- **Excerpted data**
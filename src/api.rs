//! [`WorkClient`] and the endpoint groups it exposes.
//!
//! Each submodule holds pure request builders (one function per remote endpoint) plus the
//! matching `WorkClient` methods, which send the built request through the request gate.
//! Results are the decoded `errcode` envelope; the client never interprets endpoint payloads
//! beyond that.

pub mod agent;
pub mod batch;
pub mod ip;
pub mod material;
pub mod shake;
pub mod tag;
pub mod user;

pub use batch::{BatchJob, InviteTargets, TaskCallback};
pub use ip::CallbackIps;
pub use material::MaterialPayload;
pub use user::{AuthorizeScope, UserIdentity};

// crates.io
use serde::de::DeserializeOwned;
use serde_json::Value;
// self
use crate::{
	_prelude::*,
	auth::CorpCredentials,
	descriptor::ApiDescriptor,
	http::ApiHttpClient,
	mediator::{RejectionClassifier, RequestMediator},
	store::CredentialStore,
	supplier::CorpSecretSupplier,
	token::TokenManager,
	transport::{ApiRequest, ApiTransport, RawResponse, TransportErrorMapper},
};
#[cfg(feature = "reqwest")]
use crate::{http::ReqwestHttpClient, transport::ReqwestTransportErrorMapper};

/// [`WorkClient`] specialized for the default reqwest transport.
#[cfg(feature = "reqwest")]
pub type ReqwestWorkClient = WorkClient<ReqwestHttpClient, ReqwestTransportErrorMapper>;

/// Client for one corp application.
///
/// Every endpoint method runs through [`RequestMediator::dispatch`], so it carries a fresh
/// access token and is repeated once if the token is rejected.
pub struct WorkClient<C, M>
where
	C: ?Sized + ApiHttpClient,
	M: ?Sized + TransportErrorMapper<C::TransportError>,
{
	transport: ApiTransport<C, M>,
	mediator: RequestMediator,
	credentials: CorpCredentials,
}
impl<C, M> WorkClient<C, M>
where
	C: ?Sized + ApiHttpClient,
	M: ?Sized + TransportErrorMapper<C::TransportError>,
{
	/// Wires a client around `http_client`, minting tokens from `credentials` via `gettoken`
	/// and republishing them to `store`.
	pub fn with_http_client(
		store: Arc<dyn CredentialStore>,
		descriptor: ApiDescriptor,
		credentials: CorpCredentials,
		http_client: impl Into<Arc<C>>,
		error_mapper: impl Into<Arc<M>>,
	) -> Self {
		let transport = ApiTransport::new(descriptor, http_client, error_mapper);
		let supplier = CorpSecretSupplier::new(credentials.clone(), transport.clone());
		let tokens = TokenManager::new(credentials.scope(), Arc::new(supplier), store);

		Self::from_parts(transport, RequestMediator::new(tokens), credentials)
	}

	/// Assembles a client from prebuilt parts, e.g. a mediator whose token manager uses a
	/// custom clock, policy, or supplier.
	pub fn from_parts(
		transport: ApiTransport<C, M>,
		mediator: RequestMediator,
		credentials: CorpCredentials,
	) -> Self {
		Self { transport, mediator, credentials }
	}

	/// Replaces the rejection classifier used by the request gate.
	pub fn with_classifier(mut self, classifier: Arc<dyn RejectionClassifier>) -> Self {
		self.mediator = self.mediator.with_classifier(classifier);

		self
	}

	/// Request gate every endpoint passes through.
	pub fn mediator(&self) -> &RequestMediator {
		&self.mediator
	}

	/// Token manager backing the request gate.
	pub fn tokens(&self) -> &TokenManager {
		self.mediator.tokens()
	}

	/// Corp credentials the client acts for.
	pub fn credentials(&self) -> &CorpCredentials {
		&self.credentials
	}

	/// Endpoint descriptor.
	pub fn descriptor(&self) -> &ApiDescriptor {
		self.transport.descriptor()
	}

	/// Sends an arbitrary request through the request gate and returns the decoded envelope.
	pub async fn call(&self, request: ApiRequest) -> Result<Value> {
		let transport = &self.transport;
		let request = &request;

		self.mediator
			.dispatch(move |credential| async move {
				transport.call(request, Some(&credential.token)).await
			})
			.await
	}

	/// Like [`call`](Self::call), deserializing the envelope into `T`.
	pub async fn call_as<T>(&self, request: ApiRequest) -> Result<T>
	where
		T: DeserializeOwned,
	{
		crate::transport::decode_value(self.call(request).await?)
	}

	/// Sends a request through the request gate without decoding the body.
	///
	/// JSON envelopes are still checked for `errcode` so rejected tokens trigger the retry.
	pub async fn call_raw(&self, request: ApiRequest) -> Result<RawResponse> {
		let transport = &self.transport;
		let request = &request;

		self.mediator
			.dispatch(move |credential| async move {
				let raw = transport.execute(request, Some(&credential.token)).await?;

				match raw.api_error() {
					Some(err) => Err(Error::Api(err)),
					None => Ok(raw),
				}
			})
			.await
	}
}
#[cfg(feature = "reqwest")]
impl WorkClient<ReqwestHttpClient, ReqwestTransportErrorMapper> {
	/// Creates a reqwest-backed client with default HTTP settings.
	pub fn new(
		store: Arc<dyn CredentialStore>,
		descriptor: ApiDescriptor,
		credentials: CorpCredentials,
	) -> Self {
		Self::with_http_client(
			store,
			descriptor,
			credentials,
			ReqwestHttpClient::default(),
			ReqwestTransportErrorMapper,
		)
	}
}
impl<C, M> Debug for WorkClient<C, M>
where
	C: ?Sized + ApiHttpClient,
	M: ?Sized + TransportErrorMapper<C::TransportError>,
{
	fn fmt(&self, f: &mut Formatter) -> FmtResult {
		f.debug_struct("WorkClient")
			.field("descriptor", self.transport.descriptor())
			.field("corp_id", &self.credentials.corp_id)
			.field("mediator", &self.mediator)
			.finish()
	}
}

- **Brief**
State how many lines of the records above contain "decoded", with no words besides the number.

- **Result for this exercise**
2